use chrono::{DateTime, Utc};
use serde::{Deserialize, Serialize};
use std::str::FromStr;
use ts_rs::TS;
use uuid::Uuid;

use crate::{ParseEnumError, Sector};

#[derive(Debug, Clone, Copy, Serialize, Deserialize, TS, PartialEq, Eq, Hash)]
#[serde(rename_all = "snake_case")]
pub enum JobType {
    FullTime,
    PartTime,
    Contract,
    Internship,
    Freelance,
}

impl JobType {
    pub const ALL: [JobType; 5] = [
        JobType::FullTime,
        JobType::PartTime,
        JobType::Contract,
        JobType::Internship,
        JobType::Freelance,
    ];

    pub fn as_str(&self) -> &'static str {
        match self {
            JobType::FullTime => "full_time",
            JobType::PartTime => "part_time",
            JobType::Contract => "contract",
            JobType::Internship => "internship",
            JobType::Freelance => "freelance",
        }
    }
}

impl std::fmt::Display for JobType {
    fn fmt(&self, f: &mut std::fmt::Formatter<'_>) -> std::fmt::Result {
        write!(f, "{}", self.as_str())
    }
}

impl FromStr for JobType {
    type Err = ParseEnumError;

    fn from_str(s: &str) -> Result<Self, Self::Err> {
        JobType::ALL
            .iter()
            .find(|job_type| job_type.as_str() == s)
            .copied()
            .ok_or_else(|| ParseEnumError::new("job type", s))
    }
}

#[derive(Debug, Clone, Serialize, Deserialize, TS, PartialEq)]
#[ts(export)]
pub struct Job {
    pub id: Uuid,
    pub company_id: Uuid,
    pub title: String,
    pub description: String,
    pub requirements: Option<String>,
    pub location: String,
    pub job_type: JobType,
    pub sector: Option<Sector>,
    pub salary_min: Option<i64>,
    pub salary_max: Option<i64>,
    #[serde(default, deserialize_with = "crate::null_as_default")]
    pub is_active: bool,
    pub created_at: DateTime<Utc>,
    pub updated_at: DateTime<Utc>,
}

/// Company columns embedded in the jobs listing query.
#[derive(Debug, Clone, Default, Serialize, Deserialize, TS, PartialEq)]
#[ts(export)]
pub struct JobCompanySummary {
    pub company_name: Option<String>,
    pub logo_url: Option<String>,
}

#[derive(Debug, Clone, Serialize, Deserialize, TS, PartialEq)]
#[ts(export)]
pub struct JobListing {
    #[serde(flatten)]
    pub job: Job,
    pub company_profiles: Option<JobCompanySummary>,
}

impl JobListing {
    pub fn company_name(&self) -> Option<&str> {
        self.company_profiles
            .as_ref()
            .and_then(|company| company.company_name.as_deref())
    }
}

/// Insert payload used when publishing a job.
#[derive(Debug, Clone, Serialize, Deserialize, PartialEq)]
pub struct CreateJobRequest {
    pub company_id: Uuid,
    pub title: String,
    pub description: String,
    pub requirements: Option<String>,
    pub location: String,
    pub job_type: JobType,
    pub sector: Option<Sector>,
    pub salary_min: Option<i64>,
    pub salary_max: Option<i64>,
    #[serde(default = "default_is_active")]
    pub is_active: bool,
}

fn default_is_active() -> bool {
    true
}

#[cfg(test)]
mod tests {
    use super::*;

    #[test]
    fn test_job_listing_from_rest_row() {
        let row = r#"{
            "id": "6f1c0a4e-3a59-4d55-9a55-0c0b4c9f1b11",
            "company_id": "1b0e2f8a-7c1d-4a3e-8f4b-5d6c7e8f9a0b",
            "title": "Operador de empilhadeira",
            "description": "Turno noturno",
            "requirements": null,
            "location": "Hamamatsu, Shizuoka",
            "job_type": "full_time",
            "sector": "manufacturing",
            "salary_min": 250000,
            "salary_max": null,
            "is_active": true,
            "created_at": "2024-05-01T10:00:00+00:00",
            "updated_at": "2024-05-01T10:00:00+00:00",
            "company_profiles": { "company_name": "Suzuki Parts", "logo_url": null }
        }"#;

        let listing: JobListing = serde_json::from_str(row).unwrap();
        assert_eq!(listing.job.job_type, JobType::FullTime);
        assert_eq!(listing.job.sector, Some(Sector::Manufacturing));
        assert_eq!(listing.company_name(), Some("Suzuki Parts"));
    }

    #[test]
    fn test_job_type_parse() {
        assert_eq!("part_time".parse::<JobType>().unwrap(), JobType::PartTime);
        assert!("all".parse::<JobType>().is_err());
    }
}
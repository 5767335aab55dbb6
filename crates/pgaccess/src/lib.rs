//! Generic record-oriented data access over PostgreSQL.
//!
//! - **config**: `DbConfig` loaded from `DB_*` environment variables
//! - **error**: `DbError`, with a distinct not-found signal
//! - **models**: the `Record` trait, `Filter`/`Updates`, pool status
//! - **services**: the pooled `Client`, the `Operations` trait, transactions
//! - **logging**: Structured logging setup
//!
//! ```ignore
//! let config = DbConfig::from_env();
//! let client = Client::open(&config).await?;
//!
//! let adults: Vec<User> = client.select(&Filter::new("age > ?").bind(18)).await?;
//! match client.select_one::<User>(&Filter::eq("email", email)).await {
//!     Err(e) if e.is_not_found() => { /* no such user */ }
//!     other => { /* ... */ }
//! }
//!
//! client.close();
//! ```

pub mod config;
pub mod error;
pub mod logging;
pub mod models;
pub mod services;

#[cfg(test)]
mod test_support;

pub use config::{DbConfig, PoolOptions, SslMode};
pub use error::{DbError, DbResult};
pub use models::{Arg, Filter, PoolStatus, Record, Updates};
pub use services::{cancellable, Client, Operations, Tx};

__Work request__
Please report how many lines in the records above contain the word "Freelance", and give nothing but the number.

__Result of this exercise__
3